───── Given data ─────
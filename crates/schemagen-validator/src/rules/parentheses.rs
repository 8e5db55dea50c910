use super::{RuleOutcome, ValidationRule, count_pair};
use crate::diagnostic::{RuleId, Severity, ValidationDiagnostic};

/// Character-level `(` / `)` count. Advisory: a mismatch never fails a report.
#[derive(Debug, Clone, Copy, Default)]
pub struct ParenthesesBalancedRule;

impl ValidationRule for ParenthesesBalancedRule {
    fn id(&self) -> RuleId {
        RuleId::ParenthesesBalanced
    }

    fn severity(&self) -> Severity {
        Severity::Warning
    }

    fn check(&self, source: &str) -> RuleOutcome {
        let (opened, closed) = count_pair(source, '(', ')');
        if opened == closed {
            return RuleOutcome::pass();
        }
        RuleOutcome::fail(vec![ValidationDiagnostic::new(
            self.id(),
            self.severity(),
            format!("Unbalanced parentheses: {opened} opening, {closed} closing"),
        )])
    }
}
─────
Assignment
An exact copy of the lines from the one containing "pub struct ParenthesesBalancedRule;" through the last line of the material, both included, is to be printed, and nothing else.

Solved problem
pub struct ParenthesesBalancedRule;

impl ValidationRule for ParenthesesBalancedRule {
    fn id(&self) -> RuleId {
        RuleId::ParenthesesBalanced
    }

    fn severity(&self) -> Severity {
        Severity::Warning
    }

    fn check(&self, source: &str) -> RuleOutcome {
        let (opened, closed) = count_pair(source, '(', ')');
        if opened == closed {
            return RuleOutcome::pass();
        }
        RuleOutcome::fail(vec![ValidationDiagnostic::new(
            self.id(),
            self.severity(),
            format!("Unbalanced parentheses: {opened} opening, {closed} closing"),
        )])
    }
}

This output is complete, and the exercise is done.